State Comptroller Kevin Lembo organized the panel as part of a broader Man Up campaign he has launched after noticing troubling trends in state employee health statistics. Lembo, who manages administers the state’s health care plan, saw that men were much less likely to use preventative health services than women, perhaps scared off by colonoscopies and other tests.

This has troubling implications. In 1920, women lived on average one year longer than men, he said. Now, men on average die almost six years earlier than women, both in Connecticut and nationally. Men also are much more likely than women to develop the most serious chronic conditions, such as heart disease, cancer and stroke.

During the discussion at the Legislative Office Building, panelist Matthew Lesser shared his story as a cancer patient. The 29-year-old state representative said he began to feel some odd discomfort in his chest last year. He decided to see a doctor about it, fighting off the instinct he’d had drilled into him since childhood to ‘tough it out’ or ‘walk off’ any discomfort. He was persistent, though, and was eventually diagnosed with testicular cancer. He has since been treated and is now cancer-free.

In addition to these cultural barriers, panelists said men are often reluctant to take time off from work to see a doctor, don’t have a relationship with a primary care doctor, or are worried about wasting the doctor’s time over something that might turn out to be a minor problem.

Some men simply don’t have health insurance and turn to the hospital emergency room for medical treatment. Many hospitals, however, won’t do surgery for serious conditions, such as prostate cancer, unless the patient has health insurance, said panelist Curtis D. Robinson.

“What do you do if you don’t have a primary care doctor or if you don’t have insurance? You go home and you die,” Robinson said.

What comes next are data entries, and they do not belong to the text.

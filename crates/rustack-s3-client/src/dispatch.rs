//! Signed request dispatch.
//!
//! [`S3Client`] turns a [`DispatchRequest`] into a signed, addressed HTTP
//! request and sends it through an [`HttpTransport`]. Each call runs the same
//! linear pipeline:
//!
//! 1. Resolve the host and signing regions.
//! 2. Build the path-style URL.
//! 3. Compute the payload hash (or `UNSIGNED-PAYLOAD`).
//! 4. Attach `host`, `user-agent`, `x-amz-date`, `x-amz-content-sha256` and,
//!    with a session token, `x-amz-security-token`.
//! 5. Sign, unless the client is anonymous.
//! 6. Trace, finalize the body, send, trace the response.
//! 7. Turn a status of 400 or above into [`S3ClientError::Http`].
//!
//! Nothing is retried and nothing is cached between calls.

use std::collections::BTreeMap;
use std::fmt;
use std::sync::Arc;
use std::time::{Duration, Instant};

use chrono::{DateTime, Utc};
use http::header::{AUTHORIZATION, HOST, USER_AGENT};
use http::{HeaderMap, HeaderValue, Method, Uri};
use http_body_util::BodyExt;
use rustack_s3_signer::sigv4::{
    X_AMZ_CONTENT_SHA256, X_AMZ_DATE, X_AMZ_SECURITY_TOKEN, format_long_date,
};
use rustack_s3_signer::{
    Credentials, PostPolicy, SignableRequest, UNSIGNED_PAYLOAD, authorization_header, presign,
};
use serde::Serialize;
use tracing::{debug, warn};
use typed_builder::TypedBuilder;

use crate::body::{ProgressCallback, RequestBody};
use crate::config::{ClientConfig, SigningPolicy};
use crate::error::{S3ClientError, S3ClientResult};
use crate::region::{BucketRegionLocator, ResolvedRegion, resolve_region};
use crate::request::{S3Request, S3Response, S3StreamingResponse, reason_phrase};
use crate::trace::{NoopTraceSink, TraceEvent, TraceSink};
use crate::transport::{HttpTransport, ReqwestTransport, ResponseBody};
use crate::url::{UrlSpec, build_url, host_header};

/// Presign expiry used when none is given (seven days).
pub const DEFAULT_PRESIGN_EXPIRY: Duration = Duration::from_secs(604_800);

/// One logical S3 call.
///
/// # Examples
///
/// ```
/// use http::Method;
/// use rustack_s3_client::DispatchRequest;
///
/// let request = DispatchRequest::builder()
///     .method(Method::PUT)
///     .bucket("photos")
///     .object("2024/cat.jpg")
///     .body("meow")
///     .build();
/// assert_eq!(request.bucket.as_deref(), Some("photos"));
/// ```
#[derive(Debug, TypedBuilder)]
pub struct DispatchRequest {
    /// HTTP method.
    pub method: Method,
    /// Target bucket.
    #[builder(default, setter(strip_option, into))]
    pub bucket: Option<String>,
    /// Target object key.
    #[builder(default, setter(strip_option, into))]
    pub object: Option<String>,
    /// Region for this call; overrides the configured region.
    #[builder(default, setter(strip_option, into))]
    pub region: Option<String>,
    /// Literal sub-resource query such as `uploads` or `location`.
    #[builder(default, setter(strip_option, into))]
    pub resource: Option<String>,
    /// Request payload.
    #[builder(default, setter(into))]
    pub body: RequestBody,
    /// Extra query parameters.
    #[builder(default)]
    pub queries: BTreeMap<String, String>,
    /// Extra request headers.
    #[builder(default)]
    pub headers: HeaderMap,
    /// Upload progress callback.
    #[builder(default, setter(strip_option))]
    pub progress: Option<ProgressCallback>,
    /// Fixed signing time; defaults to now.
    #[builder(default, setter(strip_option))]
    pub request_date: Option<DateTime<Utc>>,
}

/// Parameters for a presigned URL.
#[derive(Debug, Clone, TypedBuilder)]
pub struct PresignRequest {
    /// HTTP method the URL will be used with.
    #[builder(default = Method::GET)]
    pub method: Method,
    /// Target bucket.
    #[builder(setter(into))]
    pub bucket: String,
    /// Target object key.
    #[builder(default, setter(strip_option, into))]
    pub object: Option<String>,
    /// Region for this call; overrides the configured region.
    #[builder(default, setter(strip_option, into))]
    pub region: Option<String>,
    /// Extra query parameters, e.g. `response-content-type`.
    #[builder(default)]
    pub queries: BTreeMap<String, String>,
    /// How long the URL stays valid; whole seconds only.
    #[builder(default = DEFAULT_PRESIGN_EXPIRY)]
    pub expiry: Duration,
    /// Fixed signing time; defaults to now.
    #[builder(default, setter(strip_option))]
    pub request_date: Option<DateTime<Utc>>,
}

/// A signed browser upload form.
#[derive(Debug, Clone, Serialize)]
#[serde(rename_all = "camelCase")]
pub struct PostPolicyForm {
    /// URL the form posts to.
    pub url: String,
    /// Form fields to send alongside the file.
    pub fields: BTreeMap<String, String>,
}

/// S3 request dispatcher.
///
/// Cheap to clone; all clones share the same configuration and collaborators.
#[derive(Clone)]
pub struct S3Client {
    config: Arc<ClientConfig>,
    policy: SigningPolicy,
    transport: Arc<dyn HttpTransport>,
    locator: Option<Arc<dyn BucketRegionLocator>>,
    trace: Arc<dyn TraceSink>,
}

impl fmt::Debug for S3Client {
    fn fmt(&self, f: &mut fmt::Formatter<'_>) -> fmt::Result {
        f.debug_struct("S3Client")
            .field("config", &self.config)
            .field("policy", &self.policy)
            .field("region_locator", &self.locator.is_some())
            .finish_non_exhaustive()
    }
}
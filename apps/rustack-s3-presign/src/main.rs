//! Rustack S3 presign tool.
//!
//! Prints presigned URLs and browser upload forms for an S3-compatible
//! endpoint, and can stat an object with a signed `HEAD` request.
//!
//! # Usage
//!
//! ```text
//! rustack-s3-presign url <bucket> <key> [expiry-seconds] [--method <METHOD>]
//! rustack-s3-presign post <bucket> <key-prefix> [expiry-seconds]
//! rustack-s3-presign stat <bucket> <key>
//! ```
//!
//! # Environment Variables
//!
//! | Variable | Default | Description |
//! |----------|---------|-------------|
//! | `S3_ENDPOINT` | `localhost` | Endpoint host name |
//! | `S3_PORT` | *(unset)* | Endpoint port |
//! | `S3_USE_SSL` | `false` | Use HTTPS |
//! | `AWS_ACCESS_KEY_ID` / `AWS_SECRET_ACCESS_KEY` | *(unset)* | Credentials |
//! | `AWS_SESSION_TOKEN` | *(unset)* | STS session token |
//! | `AWS_REGION` | *(unset)* | Region used for signing |
//! | `LOG_LEVEL` | `info` | Log level filter |
//! | `RUST_LOG` | *(unset)* | Fine-grained tracing filter (overrides `LOG_LEVEL`) |

use std::sync::Arc;
use std::time::Duration;

use anyhow::{Context, Result};
use chrono::Utc;
use clap::{Parser, Subcommand};
use http::Method;
use rustack_s3_client::{ClientConfig, DispatchRequest, PresignRequest, S3Client, TracingSink};
use rustack_s3_signer::PostPolicy;
use tracing::info;
use tracing_subscriber::EnvFilter;

/// Tool version printed at startup.
const VERSION: &str = env!("CARGO_PKG_VERSION");

/// Expiry used when none is given on the command line (one hour).
const DEFAULT_EXPIRY_SECS: u64 = 3600;

/// Presigned URLs and upload forms for S3-compatible endpoints.
#[derive(Debug, Parser)]
#[command(name = "rustack-s3-presign")]
#[command(version, about, long_about = None)]
struct Cli {
    #[command(subcommand)]
    command: Command,
}

#[derive(Debug, Clone, PartialEq, Eq, Subcommand)]
enum Command {
    /// Print a presigned URL
    Url {
        /// HTTP method the URL will be used with
        #[arg(long, default_value = "GET", value_parser = parse_method)]
        method: Method,
        /// Bucket name
        bucket: String,
        /// Object key
        key: String,
        /// Seconds until the URL expires
        #[arg(default_value_t = DEFAULT_EXPIRY_SECS)]
        expiry_secs: u64,
    },
    /// Print a signed POST form as JSON
    Post {
        /// Bucket name
        bucket: String,
        /// Required prefix of uploaded keys
        key_prefix: String,
        /// Seconds until the form expires
        #[arg(default_value_t = DEFAULT_EXPIRY_SECS)]
        expiry_secs: u64,
    },
    /// Send a signed HEAD and print the response headers
    Stat {
        /// Bucket name
        bucket: String,
        /// Object key
        key: String,
    },
}

fn parse_method(value: &str) -> Result<Method> {
    Method::from_bytes(value.to_ascii_uppercase().as_bytes())
        .with_context(|| format!("invalid method: {value}"))
}

/// Initialize the tracing subscriber.
///
/// Uses `RUST_LOG` if set, otherwise falls back to the `LOG_LEVEL` config value.
fn init_tracing(log_level: &str) -> Result<()> {
    let filter = if std::env::var("RUST_LOG").is_ok() {
        EnvFilter::from_default_env()
    } else {
        EnvFilter::try_new(log_level)
            .with_context(|| format!("invalid log level filter: {log_level}"))?
    };

    tracing_subscriber::fmt()
        .with_env_filter(filter)
        .with_target(true)
        .with_writer(std::io::stderr)
        .init();

    Ok(())
}

async fn run(client: &S3Client, command: Command) -> Result<()> {
    match command {
        Command::Url {
            method,
            bucket,
            key,
            expiry_secs,
        } => {
            let request = PresignRequest::builder()
                .method(method)
                .bucket(bucket)
                .object(key)
                .expiry(Duration::from_secs(expiry_secs))
                .build();
            let url = client
                .presigned_url(request)
                .await
                .context("failed to presign URL")?;
            println!("{url}");
        }
        Command::Post {
            bucket,
            key_prefix,
            expiry_secs,
        } => {
            let expires = Utc::now()
                + chrono::Duration::seconds(
                    i64::try_from(expiry_secs).context("expiry seconds out of range")?,
                );
            let policy = PostPolicy::new(bucket, expires).key_starts_with(key_prefix);
            let form = client
                .presigned_post_policy(&policy)
                .await
                .context("failed to sign POST policy")?;
            println!("{}", serde_json::to_string_pretty(&form)?);
        }
        Command::Stat { bucket, key } => {
            let request = DispatchRequest::builder()
                .method(Method::HEAD)
                .bucket(bucket)
                .object(key)
                .build();
            let response = client
                .execute(request)
                .await
                .context("HEAD request failed")?;
            println!("{} {}", response.status.as_u16(), response.reason);
            for (name, value) in &response.headers {
                println!("{name}: {}", value.to_str().unwrap_or("<binary>"));
            }
        }
    }
    Ok(())
}

#[tokio::main]
async fn main() -> Result<()> {
    let cli = Cli::parse();

    let config = ClientConfig::from_env();
    init_tracing(&config.log_level)?;

    info!(
        endpoint = %config.endpoint,
        port = ?config.port,
        use_ssl = config.use_ssl,
        version = VERSION,
        "starting Rustack S3 presign tool",
    );

    let client = S3Client::new(config)
        .context("invalid client configuration")?
        .with_trace_sink(Arc::new(TracingSink));

    run(&client, cli.command).await
}
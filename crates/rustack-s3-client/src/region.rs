//! Per-call region resolution.
//!
//! A request needs a region twice: optionally in the host name, and always in
//! the signing scope. [`resolve_region`] decides both from the endpoint, the
//! region supplied by the caller, and (only when neither settles it) a
//! [`BucketRegionLocator`] lookup.

use std::future::Future;
use std::pin::Pin;

use tracing::debug;

use crate::config::DEFAULT_REGION;
use crate::error::{BoxError, S3ClientError, S3ClientResult};

/// Region codes recognized inside endpoint host names.
pub const KNOWN_REGIONS: &[&str] = &[
    "af-south-1",
    "ap-east-1",
    "ap-northeast-1",
    "ap-northeast-2",
    "ap-northeast-3",
    "ap-south-1",
    "ap-south-2",
    "ap-southeast-1",
    "ap-southeast-2",
    "ap-southeast-3",
    "ap-southeast-4",
    "ap-southeast-5",
    "ca-central-1",
    "cn-north-1",
    "cn-northwest-1",
    "eu-central-1",
    "eu-central-2",
    "eu-north-1",
    "eu-south-1",
    "eu-south-2",
    "eu-west-1",
    "eu-west-2",
    "eu-west-3",
    "il-central-1",
    "me-central-1",
    "me-south-1",
    "sa-east-1",
    "us-east-1",
    "us-east-2",
    "us-gov-east-1",
    "us-gov-west-1",
    "us-west-1",
    "us-west-2",
];

/// Looks up the region a bucket lives in.
///
/// Implementations typically issue a `GetBucketLocation` call. The trait is
/// object safe so it can be shared as `Arc<dyn BucketRegionLocator>`.
pub trait BucketRegionLocator: Send + Sync + 'static {
    /// Return the region of `bucket`. An empty string means "no region".
    fn bucket_region<'a>(
        &'a self,
        bucket: &'a str,
    ) -> Pin<Box<dyn Future<Output = Result<String, BoxError>> + Send + 'a>>;
}

/// A locator that answers every lookup with the same region.
///
/// Useful for deployments with a single region, or none at all.
#[derive(Debug, Clone)]
pub struct StaticRegionLocator {
    region: String,
}

impl StaticRegionLocator {
    /// Create a locator that always returns `region`.
    #[must_use]
    pub fn new(region: impl Into<String>) -> Self {
        Self {
            region: region.into(),
        }
    }
}

impl BucketRegionLocator for StaticRegionLocator {
    fn bucket_region<'a>(
        &'a self,
        _bucket: &'a str,
    ) -> Pin<Box<dyn Future<Output = Result<String, BoxError>> + Send + 'a>> {
        Box::pin(async move { Ok(self.region.clone()) })
    }
}

/// The outcome of region resolution for one call.
#[derive(Debug, Clone, PartialEq, Eq)]
pub struct ResolvedRegion {
    /// Region to insert into the host, if any.
    pub host_region: Option<String>,
    /// Region used in the signing scope.
    pub signing_region: String,
}

/// Whether any dot-separated label of `endpoint` is one of `known`.
///
/// # Examples
///
/// ```
/// use rustack_s3_client::region::{KNOWN_REGIONS, endpoint_contains_region};
///
/// assert!(endpoint_contains_region("s3.us-west-2.amazonaws.com", KNOWN_REGIONS));
/// assert!(!endpoint_contains_region("s3.amazonaws.com", KNOWN_REGIONS));
/// assert!(!endpoint_contains_region("my-us-west-2-proxy.local", KNOWN_REGIONS));
/// ```
#[must_use]
pub fn endpoint_contains_region(endpoint: &str, known: &[&str]) -> bool {
    region_in_endpoint(endpoint, known).is_some()
}

/// The first dot-separated label of `endpoint` that is one of `known`.
#[must_use]
pub fn region_in_endpoint<'a>(endpoint: &'a str, known: &[&str]) -> Option<&'a str> {
    endpoint.split('.').find(|label| known.contains(label))
}

/// Resolve the host and signing regions for one call.
///
/// - An endpoint that already names a region wins: no region is added to the
///   host and that region signs the request.
/// - Otherwise the supplied region is used; without one, the locator is asked
///   about `bucket` (when both exist).
/// - With no region at all, the host is left alone and `us-east-1` signs.
///
/// # Errors
///
/// Returns [`S3ClientError::RegionResolution`] if the locator fails.
pub async fn resolve_region(
    endpoint: &str,
    supplied: Option<&str>,
    bucket: Option<&str>,
    locator: Option<&dyn BucketRegionLocator>,
) -> S3ClientResult<ResolvedRegion> {
    if let Some(region) = region_in_endpoint(endpoint, KNOWN_REGIONS) {
        return Ok(ResolvedRegion {
            host_region: None,
            signing_region: region.to_owned(),
        });
    }

    let region = match (supplied, bucket, locator) {
        (Some(region), _, _) => Some(region.to_owned()),
        (None, Some(bucket), Some(locator)) => {
            let region = locator.bucket_region(bucket).await.map_err(|source| {
                S3ClientError::RegionResolution {
                    bucket: bucket.to_owned(),
                    source,
                }
            })?;
            debug!(bucket, region = %region, "Discovered bucket region");
            Some(region)
        }
        _ => None,
    };

    Ok(match region.filter(|r| !r.is_empty()) {
        Some(region) => ResolvedRegion {
            host_region: Some(region.clone()),
            signing_region: region,
        },
        None => ResolvedRegion {
            host_region: None,
            signing_region: DEFAULT_REGION.to_owned(),
        },
    })
}

#[cfg(test)]
mod tests {
    use std::sync::atomic::{AtomicUsize, Ordering};

    use super::*;

    #[derive(Debug, Default)]
    struct CountingLocator {
        calls: AtomicUsize,
    }

    impl BucketRegionLocator for CountingLocator {
        fn bucket_region<'a>(
            &'a self,
            _bucket: &'a str,
        ) -> Pin<Box<dyn Future<Output = Result<String, BoxError>> + Send + 'a>> {
            self.calls.fetch_add(1, Ordering::SeqCst);
            Box::pin(async { Ok("eu-west-1".to_owned()) })
        }
    }

    #[derive(Debug)]
    struct FailingLocator;

    impl BucketRegionLocator for FailingLocator {
        fn bucket_region<'a>(
            &'a self,
            _bucket: &'a str,
        ) -> Pin<Box<dyn Future<Output = Result<String, BoxError>> + Send + 'a>> {
            Box::pin(async { Err("lookup refused".into()) })
        }
    }

    #[test]
    fn test_should_detect_region_label_in_endpoint() {
        assert!(endpoint_contains_region("bucket.s3.eu-central-1.amazonaws.com", KNOWN_REGIONS));
        assert!(!endpoint_contains_region("localhost", KNOWN_REGIONS));
        assert_eq!(
            region_in_endpoint("s3.us-west-2.amazonaws.com", KNOWN_REGIONS),
            Some("us-west-2")
        );
    }

    #[tokio::test]
    async fn test_should_use_region_encoded_in_endpoint() {
        let locator = CountingLocator::default();
        let resolved = resolve_region(
            "s3.us-west-2.amazonaws.com",
            Some("us-west-2"),
            Some("bucket"),
            Some(&locator),
        )
        .await
        .unwrap();
        assert_eq!(resolved.host_region, None);
        assert_eq!(resolved.signing_region, "us-west-2");
        assert_eq!(locator.calls.load(Ordering::SeqCst), 0);
    }

    #[tokio::test]
    async fn test_should_retain_supplied_region_without_lookup() {
        let locator = CountingLocator::default();
        let resolved = resolve_region("s3.amazonaws.com", Some("us-west-2"), Some("bucket"), Some(&locator))
            .await
            .unwrap();
        assert_eq!(resolved.host_region.as_deref(), Some("us-west-2"));
        assert_eq!(resolved.signing_region, "us-west-2");
        assert_eq!(locator.calls.load(Ordering::SeqCst), 0);
    }

    #[tokio::test]
    async fn test_should_discover_region_for_bucket() {
        let locator = CountingLocator::default();
        let resolved = resolve_region("s3.amazonaws.com", None, Some("bucket"), Some(&locator))
            .await
            .unwrap();
        assert_eq!(resolved.host_region.as_deref(), Some("eu-west-1"));
        assert_eq!(resolved.signing_region, "eu-west-1");
        assert_eq!(locator.calls.load(Ordering::SeqCst), 1);
    }

    #[tokio::test]
    async fn test_should_not_lookup_without_bucket() {
        let locator = CountingLocator::default();
        let resolved = resolve_region("s3.amazonaws.com", None, None, Some(&locator))
            .await
            .unwrap();
        assert_eq!(resolved.host_region, None);
        assert_eq!(resolved.signing_region, DEFAULT_REGION);
        assert_eq!(locator.calls.load(Ordering::SeqCst), 0);
    }

    #[tokio::test]
    async fn test_should_fall_back_to_default_for_empty_discovered_region() {
        let locator = StaticRegionLocator::new("");
        let resolved = resolve_region("localhost", None, Some("bucket"), Some(&locator))
            .await
            .unwrap();
        assert_eq!(resolved.host_region, None);
        assert_eq!(resolved.signing_region, DEFAULT_REGION);
    }

    #[tokio::test]
    async fn test_should_report_locator_failure() {
        let result = resolve_region("s3.amazonaws.com", None, Some("photos"), Some(&FailingLocator)).await;
        match result {
            Err(S3ClientError::RegionResolution { bucket, source }) => {
                assert_eq!(bucket, "photos");
                assert_eq!(source.to_string(), "lookup refused");
            }
            other => panic!("expected region resolution failure, got {other:?}"),
        }
    }
}
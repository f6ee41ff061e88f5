//! AWS Signature Version 4 header signing.
//!
//! Signing a request goes through four stages:
//!
//! 1. Build the canonical request from the method, URI, signed headers and
//!    payload hash (see [`crate::canonical`]).
//! 2. Build the string to sign from the timestamp, credential scope and the
//!    hash of the canonical request.
//! 3. Derive the signing key with a four-step HMAC-SHA256 chain over the
//!    secret key, date, region and service.
//! 4. HMAC the string to sign with the signing key and render the
//!    `Authorization` header.
//!
//! The main entry points are [`authorization_header`] and [`sign_request`].

use chrono::{DateTime, Utc};
use hmac::digest::KeyInit;
use hmac::{Hmac, Mac};
use http::HeaderValue;
use sha2::{Digest, Sha256};
use tracing::debug;

use crate::canonical::{canonical_request, signed_headers};
use crate::credentials::Credentials;
use crate::error::{SignError, SignResult};
use crate::request::SignableRequest;

/// The signing algorithm name.
pub const ALGORITHM: &str = "AWS4-HMAC-SHA256";

/// The service name in every credential scope produced by this crate.
pub const SERVICE: &str = "s3";

/// Payload hash used when the body is not hashed.
pub const UNSIGNED_PAYLOAD: &str = "UNSIGNED-PAYLOAD";

/// Hex SHA-256 of the empty string.
pub const EMPTY_PAYLOAD_SHA256: &str =
    "e3b0c44298fc1c149afbf4c8996fb92427ae41e4649b934ca495991b7852b855";

/// Header carrying the request timestamp.
pub const X_AMZ_DATE: &str = "x-amz-date";

/// Header carrying the payload hash.
pub const X_AMZ_CONTENT_SHA256: &str = "x-amz-content-sha256";

/// Header carrying the STS session token.
pub const X_AMZ_SECURITY_TOKEN: &str = "x-amz-security-token";

type HmacSha256 = Hmac<Sha256>;

/// Format a timestamp as ISO 8601 basic format (`YYYYMMDDTHHMMSSZ`).
///
/// # Examples
///
/// ```
/// use chrono::{TimeZone, Utc};
/// use rustack_s3_signer::sigv4::format_long_date;
///
/// let date = Utc.with_ymd_and_hms(2013, 5, 24, 0, 0, 0).unwrap();
/// assert_eq!(format_long_date(&date), "20130524T000000Z");
/// ```
#[must_use]
pub fn format_long_date(date: &DateTime<Utc>) -> String {
    date.format("%Y%m%dT%H%M%SZ").to_string()
}

/// Format a timestamp as the scope date (`YYYYMMDD`).
#[must_use]
pub fn format_short_date(date: &DateTime<Utc>) -> String {
    date.format("%Y%m%d").to_string()
}

/// Build the credential scope `date/region/s3/aws4_request`.
///
/// # Examples
///
/// ```
/// use chrono::{TimeZone, Utc};
/// use rustack_s3_signer::sigv4::credential_scope;
///
/// let date = Utc.with_ymd_and_hms(2013, 5, 24, 0, 0, 0).unwrap();
/// assert_eq!(credential_scope(&date, "us-east-1"), "20130524/us-east-1/s3/aws4_request");
/// ```
#[must_use]
pub fn credential_scope(date: &DateTime<Utc>, region: &str) -> String {
    format!("{}/{region}/{SERVICE}/aws4_request", format_short_date(date))
}

/// Build the SigV4 string to sign.
///
/// Format:
/// ```text
/// AWS4-HMAC-SHA256\n
/// <ISO8601 timestamp>\n
/// <credential_scope>\n
/// <hex(SHA256(canonical_request))>
/// ```
///
/// # Examples
///
/// ```
/// use rustack_s3_signer::sigv4::build_string_to_sign;
///
/// let sts = build_string_to_sign(
///     "20130524T000000Z",
///     "20130524/us-east-1/s3/aws4_request",
///     "7344ae5b7ee6c3e7e6b0fe0640412a37625d1fbfff95c48bbb2dc43964946972",
/// );
/// assert!(sts.starts_with("AWS4-HMAC-SHA256\n20130524T000000Z\n"));
/// ```
#[must_use]
pub fn build_string_to_sign(
    timestamp: &str,
    credential_scope: &str,
    canonical_request_hash: &str,
) -> String {
    format!("{ALGORITHM}\n{timestamp}\n{credential_scope}\n{canonical_request_hash}")
}

/// Build the string to sign for a canonical request signed at `date` in `region`.
#[must_use]
pub fn string_to_sign(canonical_request: &str, date: &DateTime<Utc>, region: &str) -> String {
    build_string_to_sign(
        &format_long_date(date),
        &credential_scope(date, region),
        &hash_payload(canonical_request.as_bytes()),
    )
}

/// Derive the SigV4 signing key using HMAC-SHA256 chain.
///
/// ```text
/// DateKey              = HMAC-SHA256("AWS4" + secret_key, date)
/// DateRegionKey        = HMAC-SHA256(DateKey, region)
/// DateRegionServiceKey = HMAC-SHA256(DateRegionKey, service)
/// SigningKey           = HMAC-SHA256(DateRegionServiceKey, "aws4_request")
/// ```
///
/// # Examples
///
/// ```
/// use rustack_s3_signer::sigv4::derive_signing_key;
///
/// let key = derive_signing_key(
///     "wJalrXUtnFEMI/K7MDENG/bPxRfiCYEXAMPLEKEY",
///     "20130524",
///     "us-east-1",
///     "s3",
/// );
/// assert_eq!(key.len(), 32);
/// ```
#[must_use]
pub fn derive_signing_key(secret_key: &str, date: &str, region: &str, service: &str) -> Vec<u8> {
    let date_key = hmac_sha256(format!("AWS4{secret_key}").as_bytes(), date.as_bytes());
    let date_region_key = hmac_sha256(&date_key, region.as_bytes());
    let date_region_service_key = hmac_sha256(&date_region_key, service.as_bytes());
    hmac_sha256(&date_region_service_key, b"aws4_request")
}

/// Derive the S3 signing key for `date` and `region`.
#[must_use]
pub fn signing_key(date: &DateTime<Utc>, region: &str, secret_key: &str) -> Vec<u8> {
    derive_signing_key(secret_key, &format_short_date(date), region, SERVICE)
}

/// Compute the HMAC-SHA256 signature of `data` using the given `signing_key`.
///
/// Returns the hex-encoded signature.
#[must_use]
pub fn compute_signature(signing_key: &[u8], data: &str) -> String {
    hex::encode(hmac_sha256(signing_key, data.as_bytes()))
}

/// Compute the `Authorization` header value for `request`.
///
/// Every header on the request except `authorization`, `content-length`,
/// `content-type` and `user-agent` is signed. The payload hash is read from
/// the request's `x-amz-content-sha256` header.
///
/// # Errors
///
/// Returns [`SignError::MissingHeader`] if `x-amz-content-sha256` is absent,
/// or [`SignError::InvalidHeaderValue`] if a signed header value is not
/// visible ASCII.
pub fn authorization_header(
    credentials: &Credentials,
    request: &SignableRequest<'_>,
    date: &DateTime<Utc>,
    region: &str,
) -> SignResult<String> {
    let hashed_payload = request
        .headers
        .get(X_AMZ_CONTENT_SHA256)
        .ok_or_else(|| SignError::MissingHeader(X_AMZ_CONTENT_SHA256.to_owned()))?
        .to_str()
        .map_err(|_| SignError::InvalidHeaderValue(X_AMZ_CONTENT_SHA256.to_owned()))?;

    let signed = signed_headers(request.headers.keys().map(http::HeaderName::as_str));
    let canonical = canonical_request(request, &signed, hashed_payload)?;
    debug!(canonical_request = %canonical, "Built canonical request");

    let string_to_sign = string_to_sign(&canonical, date, region);
    debug!(string_to_sign = %string_to_sign, "Built string to sign");

    let key = signing_key(date, region, credentials.secret_key());
    let signature = compute_signature(&key, &string_to_sign);

    Ok(format!(
        "{ALGORITHM} Credential={}/{}, SignedHeaders={}, Signature={signature}",
        credentials.access_key(),
        credential_scope(date, region),
        signed.join(";"),
    ))
}

/// Sign `request` in place by inserting the `authorization` header.
///
/// # Errors
///
/// Propagates any error from [`authorization_header`].
pub fn sign_request<B>(
    credentials: &Credentials,
    request: &mut http::Request<B>,
    date: &DateTime<Utc>,
    region: &str,
) -> SignResult<()> {
    let header = authorization_header(credentials, &SignableRequest::from(&*request), date, region)?;
    let value = HeaderValue::from_str(&header)
        .map_err(|_| SignError::InvalidHeaderValue(http::header::AUTHORIZATION.to_string()))?;
    request
        .headers_mut()
        .insert(http::header::AUTHORIZATION, value);
    Ok(())
}

/// Compute the SHA-256 hash of a payload and return it as a lowercase hex string.
///
/// # Examples
///
/// ```
/// use rustack_s3_signer::sigv4::hash_payload;
///
/// assert_eq!(
///     hash_payload(b""),
///     "e3b0c44298fc1c149afbf4c8996fb92427ae41e4649b934ca495991b7852b855"
/// );
/// ```
#[must_use]
pub fn hash_payload(payload: &[u8]) -> String {
    hex::encode(Sha256::digest(payload))
}

/// Compute HMAC-SHA256 and return the raw bytes.
fn hmac_sha256(key: &[u8], data: &[u8]) -> Vec<u8> {
    let mut mac =
        <HmacSha256 as KeyInit>::new_from_slice(key).expect("HMAC can accept keys of any length");
    mac.update(data);
    mac.finalize().into_bytes().to_vec()
}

Robinson, of the Curtis D. Robinson Men’s Health Institute at St. Francis Hospital and Medical Center, said he has started an outreach project to test men in greater Hartford for prostate cancer. If they test positive, the surgery is done for free. Since the project started three years ago, they have tested 3,000 men and saved the lives of 40 of them.

The panel discussed other ways to try to reach men, such as perhaps taking a marketing approach to reach patients, dispensing medical care online and by email  and making more use of “minute clinics” in retail centers and pharmacies.

Lembo said the Man Up campaign also has come up with a health maintenance guide for men similar to a maintenance schedule for a car. The guide has a schedule of prevention screenings, dental cleanings and physicals by age to help men stay on top of preventative care.

Dr. Muhammad Qureshi, director of Adult Medicine for United Community & Family Services, suggested that physicians try to do as many tests and services as they can when men come in for a visit.

Physicians on the panel also said doctors should be vigilant not to discriminate, intentionally or not, against patients based on race or old age.

When the lively, 90-minute session ended, Lembo said it is clear that more of such discussions are warranted.

“We’re committed to this for the long haul,” he said.